I'm running Sophos 8.0.10C on ML 10.8.2.  My Time Machine backups suddenly became massive recently; not every time, but on at least 3 occasions in the last week, it backed up over 20GB of data.  I ran TimeTracker to discover what it was up to, and found that it was backing up what appeared to be every executable file on the system - all the apps, all the stuff in /sbin and so forth.  While it's possible a few have changed through updates, there's no way the whole **bleep** lot need to be backed up.
My immediate thought was that some process was 'touching' those files so that, as far as the file system is concerned, they've been modified and require backup.  It is worth noting that I think this has happened when either I've had to force the system to reboot or when the Sophos real-time scanner has gone away.  The two first occasions roughly correlate to situations where the system progressively locked up for reasons I have not yet fathomed.  The most recent huge backup, this morning, was not associated with the same type of event - instead, the Sophos UI server was killed (9) by launchd late yesterday, then the on-access kext was unloaded.  I wasn't sure how to reactivate it, but it came back this morning when I woke the system - then Time Machine did its monster backup.

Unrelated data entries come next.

//! JSON note store
//!
//! Reads and writes the whole notebook as a single pretty-printed JSON array.
//! Every save overwrites the file in full; there is no locking.

use std::io;
use std::path::{Path, PathBuf};
use std::sync::Arc;

use serde::Serialize;
use serde_json::ser::PrettyFormatter;
use tracing::debug;

use crate::application::{ApplicationError, ApplicationResult, IoResultExt};
use crate::domain::Notebook;
use crate::infrastructure::traits::FileSystem;

/// Default backing file, relative to the working directory.
pub const DEFAULT_DATA_FILE: &str = "data.json";

/// Indentation of the stored JSON document.
const INDENT: &[u8] = b"     ";

/// File-backed notebook storage.
pub struct NoteStore {
    fs: Arc<dyn FileSystem>,
    path: PathBuf,
}

impl NoteStore {
    pub fn new(fs: Arc<dyn FileSystem>, path: impl Into<PathBuf>) -> Self {
        Self {
            fs,
            path: path.into(),
        }
    }

    /// Path of the backing file.
    pub fn path(&self) -> &Path {
        &self.path
    }

    /// Load the notebook.
    ///
    /// A missing file yields an empty notebook. A file holding JSON `null`
    /// is treated the same way.
    pub fn load(&self) -> ApplicationResult<Notebook> {
        let content = match self.fs.read_to_string(&self.path) {
            Ok(content) => content,
            Err(e) if e.kind() == io::ErrorKind::NotFound => {
                debug!("load: {} does not exist, starting empty", self.path.display());
                return Ok(Notebook::new());
            }
            Err(e) => return Err(e).with_path_context("read notes", &self.path),
        };

        let notebook: Option<Notebook> =
            serde_json::from_str(&content).map_err(|e| ApplicationError::Parse {
                path: self.path.clone(),
                source: e,
            })?;
        let notebook = notebook.unwrap_or_default();
        debug!(
            "load: {} notes from {}",
            notebook.len(),
            self.path.display()
        );
        Ok(notebook)
    }

    /// Overwrite the backing file with the full notebook.
    pub fn save(&self, notebook: &Notebook) -> ApplicationResult<()> {
        let content = to_json(notebook).with_path_context("serialize notes for", &self.path)?;

        self.fs
            .ensure_parent(&self.path)
            .with_path_context("create parent directory for", &self.path)?;
        self.fs
            .write(&self.path, &content)
            .with_path_context("write notes", &self.path)?;
        debug!("save: {} notes to {}", notebook.len(), self.path.display());
        Ok(())
    }
}

/// Serialize with a 5-space indent and no trailing newline.
fn to_json(notebook: &Notebook) -> io::Result<String> {
    let formatter = PrettyFormatter::with_indent(INDENT);
    let mut ser = serde_json::Serializer::with_formatter(Vec::new(), formatter);
    notebook.serialize(&mut ser)?;
    String::from_utf8(ser.into_inner()).map_err(|e| io::Error::new(io::ErrorKind::InvalidData, e))
}
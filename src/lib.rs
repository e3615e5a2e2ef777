//! memo: append, list and delete timestamped notes kept in a JSON file.

pub mod application;
pub mod cli;
pub mod config;
pub mod domain;
pub mod exitcode;
pub mod infrastructure;
pub mod util;
//! Domain layer: entities and business logic
//!
//! This layer is independent of external concerns (no I/O, no CLI, no config loading).

pub mod entities;
pub mod error;

pub use entities::*;
pub use error::DomainError;
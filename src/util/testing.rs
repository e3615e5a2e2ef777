//! Test support: one-time tracing setup shared by unit and integration tests

use std::sync::Once;
use tracing::{debug, info};
use tracing_subscriber::{
    fmt::{self, format::FmtSpan},
    prelude::*,
    EnvFilter,
};

static TEST_SETUP: Once = Once::new();

pub fn init_test_setup() {
    TEST_SETUP.call_once(|| {
        // global logging subscriber, used by all tracing log macros
        setup_test_logging();
        info!("Test Setup complete");
    });
}

fn setup_test_logging() {
    let env_filter = EnvFilter::try_from_default_env().unwrap_or_else(|_| EnvFilter::new("debug"));

    let subscriber = tracing_subscriber::registry().with(
        fmt::layer()
            .with_test_writer()
            .with_target(true)
            .with_thread_names(false)
            .with_span_events(FmtSpan::CLOSE)
            .with_filter(env_filter),
    );

    // Only set if we haven't already set a global subscriber
    if tracing::dispatcher::has_been_set() {
        debug!("Tracing subscriber already set");
    } else {
        subscriber.try_init().unwrap_or_else(|e| {
            eprintln!("Error: Failed to set up logging: {}", e);
        });
    }
}
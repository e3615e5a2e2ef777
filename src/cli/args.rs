//! CLI argument definitions using clap

use clap::{ArgAction, Parser, Subcommand};

/// Minimal note taking: add, list and delete timestamped notes
#[derive(Parser, Debug)]
#[command(name = "memo")]
#[command(author, version, about, long_about = None)]
#[command(propagate_version = true)]
pub struct Cli {
    /// Increase log verbosity (-v info, -vv debug, -vvv trace)
    #[arg(short, long, global = true, action = ArgAction::Count)]
    pub verbose: u8,

    #[command(subcommand)]
    pub command: Option<Commands>,
}

#[derive(Subcommand, Debug)]
pub enum Commands {
    /// Add a new memo item
    #[command(visible_alias = "a")]
    Add {
        /// Note text; unquoted words are joined with single spaces
        #[arg(required = true, num_args = 1.., trailing_var_arg = true, allow_hyphen_values = true)]
        text: Vec<String>,
    },

    /// List all memo items
    #[command(visible_alias = "l")]
    List,

    /// Delete a memo item
    #[command(visible_alias = "d")]
    Delete {
        /// Note id as shown by `list`
        #[arg(allow_hyphen_values = true)]
        id: Option<String>,
    },

    /// Manage settings
    Config {
        #[command(subcommand)]
        command: ConfigCommands,
    },

    /// Generate shell completions
    Completion {
        /// Shell type
        #[arg(value_enum)]
        shell: clap_complete::Shell,
    },
}

#[derive(Subcommand, Debug)]
pub enum ConfigCommands {
    /// Show merged config
    Show,

    /// Show config paths
    Path,
}
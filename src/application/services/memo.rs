//! Note operations: add, list, delete
//!
//! Each operation is one load -> transform -> save cycle against the store.

use std::sync::Arc;

use tracing::{debug, info, instrument};

use super::store::NoteStore;
use crate::application::ApplicationResult;
use crate::domain::{parse_note_id, Note, Notebook};
use crate::infrastructure::traits::Clock;

/// Service for managing notes.
pub struct MemoService {
    store: NoteStore,
    clock: Arc<dyn Clock>,
}

impl MemoService {
    /// Create a new memo service.
    pub fn new(store: NoteStore, clock: Arc<dyn Clock>) -> Self {
        Self { store, clock }
    }

    pub fn store(&self) -> &NoteStore {
        &self.store
    }

    /// Append a note stamped with the current time.
    #[instrument(skip(self))]
    pub fn add(&self, text: &str) -> ApplicationResult<Note> {
        let mut notebook = self.store.load()?;
        let note = notebook.append(text, self.clock.now()).clone();
        self.store.save(&notebook)?;
        info!("added note {}", note.id);
        Ok(note)
    }

    /// All notes in id order.
    #[instrument(skip(self))]
    pub fn list(&self) -> ApplicationResult<Notebook> {
        self.store.load()
    }

    /// Delete the note at 1-based position `id` and renumber the rest.
    ///
    /// The id is validated before the store is touched; an unknown id
    /// leaves the file unchanged.
    #[instrument(skip(self))]
    pub fn delete(&self, id: &str) -> ApplicationResult<Note> {
        let id = parse_note_id(id)?;
        let mut notebook = self.store.load()?;
        let removed = notebook.remove(id)?;
        debug!("delete: {} notes remain", notebook.len());
        self.store.save(&notebook)?;
        info!("deleted note {}: {}", id, removed.text);
        Ok(removed)
    }
}
//! Service container for dependency injection
//!
//! Wires up all services with their dependencies.

use std::sync::Arc;

use crate::application::services::{MemoService, NoteStore};
use crate::config::Settings;
use crate::infrastructure::traits::{Clock, FileSystem, RealFileSystem, SystemClock};

/// Container holding all application services.
pub struct ServiceContainer {
    /// Application settings
    pub settings: Arc<Settings>,

    /// Filesystem abstraction
    pub fs: Arc<dyn FileSystem>,

    /// Clock abstraction
    pub clock: Arc<dyn Clock>,
}

impl ServiceContainer {
    /// Create a new service container with real implementations.
    pub fn new(settings: Settings) -> Self {
        Self::with_deps(settings, Arc::new(RealFileSystem), Arc::new(SystemClock))
    }

    /// Create a service container with custom dependencies (for testing).
    pub fn with_deps(settings: Settings, fs: Arc<dyn FileSystem>, clock: Arc<dyn Clock>) -> Self {
        let settings = Arc::new(settings);

        Self {
            settings,
            fs,
            clock,
        }
    }

    /// Note store bound to the configured data file.
    pub fn note_store(&self) -> NoteStore {
        NoteStore::new(self.fs.clone(), self.settings.data_file.clone())
    }

    /// Memo service over the configured store.
    pub fn memo_service(&self) -> MemoService {
        MemoService::new(self.note_store(), self.clock.clone())
    }
}
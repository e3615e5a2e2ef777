//! Configuration management with layered loading
//!
//! Precedence (lowest to highest):
//! 1. Compiled defaults
//! 2. Global config: `$XDG_CONFIG_HOME/memo/memo.toml`
//! 3. Local config: `<working dir>/.memo.toml`

use std::path::{Path, PathBuf};

use config::{Config, ConfigError, File, FileFormat};
use directories::ProjectDirs;
use serde::{Deserialize, Serialize};
use tracing::debug;

use crate::application::services::DEFAULT_DATA_FILE;
use crate::application::ApplicationError;

/// Unified configuration for memo.
#[derive(Debug, Clone, Serialize, Deserialize, PartialEq, Eq)]
#[serde(default)]
pub struct Settings {
    /// JSON file holding the notes (default: data.json in the working directory)
    pub data_file: PathBuf,
}

impl Default for Settings {
    fn default() -> Self {
        Self {
            data_file: PathBuf::from(DEFAULT_DATA_FILE),
        }
    }
}

/// Get the XDG config directory for memo.
pub fn global_config_dir() -> Option<PathBuf> {
    ProjectDirs::from("", "", "memo").map(|dirs| dirs.config_dir().to_path_buf())
}

/// Get the path to the global config file.
pub fn global_config_path() -> Option<PathBuf> {
    global_config_dir().map(|dir| dir.join("memo.toml"))
}

/// Get the path to the local config file in a working directory.
pub fn local_config_path(work_dir: &Path) -> PathBuf {
    work_dir.join(".memo.toml")
}

impl Settings {
    /// Load settings with layered precedence.
    ///
    /// # Arguments
    /// * `work_dir` - Directory holding the local `.memo.toml`; relative
    ///   `data_file` values are resolved against it.
    pub fn load(work_dir: &Path) -> Result<Self, ApplicationError> {
        Self::load_from(work_dir, global_config_path().as_deref())
    }

    /// Load settings with an explicit global config path.
    pub fn load_from(work_dir: &Path, global: Option<&Path>) -> Result<Self, ApplicationError> {
        let defaults = Settings::default();
        let mut builder = Config::builder()
            .set_default(
                "data_file",
                defaults.data_file.to_string_lossy().to_string(),
            )
            .map_err(config_err)?;

        if let Some(global_path) = global {
            if global_path.exists() {
                debug!("config: global {}", global_path.display());
                builder = builder.add_source(File::from(global_path).format(FileFormat::Toml));
            }
        }

        let local_path = local_config_path(work_dir);
        if local_path.exists() {
            debug!("config: local {}", local_path.display());
            builder = builder.add_source(File::from(local_path).format(FileFormat::Toml));
        }

        let config = builder.build().map_err(config_err)?;
        let mut settings: Self = config.try_deserialize().map_err(config_err)?;

        settings.expand_paths(work_dir);
        Ok(settings)
    }

    /// Expand `~` in `data_file` and anchor relative paths at `work_dir`.
    fn expand_paths(&mut self, work_dir: &Path) {
        let expanded = shellexpand::tilde(self.data_file.to_string_lossy().as_ref()).into_owned();
        let path = PathBuf::from(expanded);
        self.data_file = if path.is_absolute() {
            path
        } else {
            work_dir.join(path)
        };
    }

    /// Show the effective configuration as TOML.
    pub fn to_toml(&self) -> Result<String, ApplicationError> {
        toml::to_string_pretty(self).map_err(|e| ApplicationError::Config {
            message: format!("serialize config: {e}"),
        })
    }
}

fn config_err(e: ConfigError) -> ApplicationError {
    ApplicationError::Config {
        message: e.to_string(),
    }
}
//! Standard exit codes (BSD sysexits.h compatible)

/// Successful termination
pub const OK: i32 = 0;

/// Command line usage error, including invalid note ids
pub const USAGE: i32 = 64;

/// Data format error (malformed note file)
pub const DATAERR: i32 = 65;

/// Input/output error
pub const IOERR: i32 = 74;

/// Configuration error
pub const CONFIG: i32 = 78;
//! Application-level errors (wraps domain errors)

use std::path::PathBuf;
use thiserror::Error;

use crate::domain::DomainError;

/// Application errors wrap domain errors and add I/O and parsing context.
#[derive(Error, Debug)]
pub enum ApplicationError {
    #[error("{0}")]
    Domain(#[from] DomainError),

    #[error("{context}")]
    Io {
        context: String,
        #[source]
        source: std::io::Error,
    },

    #[error("malformed note file {}: {source}", path.display())]
    Parse {
        path: PathBuf,
        #[source]
        source: serde_json::Error,
    },

    #[error("config error: {message}")]
    Config { message: String },
}

/// Result type for application layer operations.
pub type ApplicationResult<T> = Result<T, ApplicationError>;
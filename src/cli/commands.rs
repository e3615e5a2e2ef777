//! Command dispatch: maps parsed arguments onto services

use std::io::{self, Write};
use std::path::Path;

use clap::CommandFactory;
use clap_complete::generate;
use tracing::{debug, instrument};

use crate::application::IoResultExt;
use crate::cli::args::{Cli, Commands, ConfigCommands};
use crate::cli::error::CliResult;
use crate::cli::output;
use crate::config::{global_config_path, local_config_path};
use crate::infrastructure::di::ServiceContainer;

/// Pseudo path used in error context for terminal output.
const STDOUT: &str = "<stdout>";

pub fn execute_command(cli: &Cli, container: &ServiceContainer, work_dir: &Path) -> CliResult<()> {
    match &cli.command {
        Some(Commands::Add { text }) => _add(container, &text.join(" ")),
        Some(Commands::List) => _list(container),
        // a missing id is reported by the id validation, like any other bad id
        Some(Commands::Delete { id }) => _delete(container, id.as_deref().unwrap_or("")),
        Some(Commands::Config { command }) => match command {
            ConfigCommands::Show => _config_show(container),
            ConfigCommands::Path => _config_path(container, work_dir),
        },
        Some(Commands::Completion { shell }) => _completion(*shell),
        None => {
            Cli::command()
                .print_help()
                .with_path_context("print help to", Path::new(STDOUT))?;
            Ok(())
        }
    }
}

#[instrument(skip(container))]
fn _add(container: &ServiceContainer, text: &str) -> CliResult<()> {
    let service = container.memo_service();
    let note = service.add(text)?;
    debug!("stored as {} in {}", note, service.store().path().display());
    Ok(())
}

#[instrument(skip(container))]
fn _list(container: &ServiceContainer) -> CliResult<()> {
    let notebook = container.memo_service().list()?;
    let mut out = io::stdout().lock();
    let written = notebook
        .notes()
        .iter()
        .try_for_each(|note| writeln!(out, "{}", note))
        .and_then(|()| out.flush());
    match written {
        // reader went away early, e.g. `memo list | head -1`
        Err(e) if e.kind() == io::ErrorKind::BrokenPipe => {
            debug!("stdout closed, listing truncated");
            Ok(())
        }
        result => Ok(result.with_path_context("write listing to", Path::new(STDOUT))?),
    }
}

#[instrument(skip(container))]
fn _delete(container: &ServiceContainer, id: &str) -> CliResult<()> {
    let removed = container.memo_service().delete(id)?;
    debug!("removed {:?}", removed.text);
    Ok(())
}

fn _config_show(container: &ServiceContainer) -> CliResult<()> {
    output::info(&container.settings.to_toml()?);
    Ok(())
}

fn _config_path(container: &ServiceContainer, work_dir: &Path) -> CliResult<()> {
    match global_config_path() {
        Some(path) => output::info(&format!("global: {}", path.display())),
        None => output::info("global: <unavailable>"),
    }
    output::info(&format!("local:  {}", local_config_path(work_dir).display()));
    output::info(&format!("data:   {}", container.settings.data_file.display()));
    Ok(())
}

fn _completion(shell: clap_complete::Shell) -> CliResult<()> {
    let mut cmd = Cli::command();
    output::action("completion", &format!("generating for {shell}"));
    let name = cmd.get_name().to_string();
    generate(shell, &mut cmd, name, &mut io::stdout());
    Ok(())
}
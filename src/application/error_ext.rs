//! Error conversion helpers for common I/O operations
//!
//! Provides extension traits for cleaner error handling with path context.

use std::io;
use std::path::Path;

use crate::application::{ApplicationError, ApplicationResult};

/// Extension trait for converting `io::Result` to `ApplicationResult` with context.
pub trait IoResultExt<T> {
    /// Add path context to an I/O error.
    ///
    /// # Example
    /// ```ignore
    /// fs.write(&path, &content)
    ///     .with_path_context("write notes", &path)?;
    /// ```
    fn with_path_context(self, action: &str, path: &Path) -> ApplicationResult<T>;
}

impl<T> IoResultExt<T> for io::Result<T> {
    fn with_path_context(self, action: &str, path: &Path) -> ApplicationResult<T> {
        self.map_err(|e| ApplicationError::Io {
            context: format!("{} {}: {}", action, path.display(), e),
            source: e,
        })
    }
}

My thought process is:  since AV scanners tend to concentrate on executables, I was wondering if some part of the Sophos suite might be the culprit.  If the Sophos suite gets munged in some way while it's doing its normal business, does that leave it in an 'indeterminate' state?  Is its first action to run around checking that nothing has been messed with in its absence?  And do those checks result in file system states changing, triggering an apparent need for Time Machine?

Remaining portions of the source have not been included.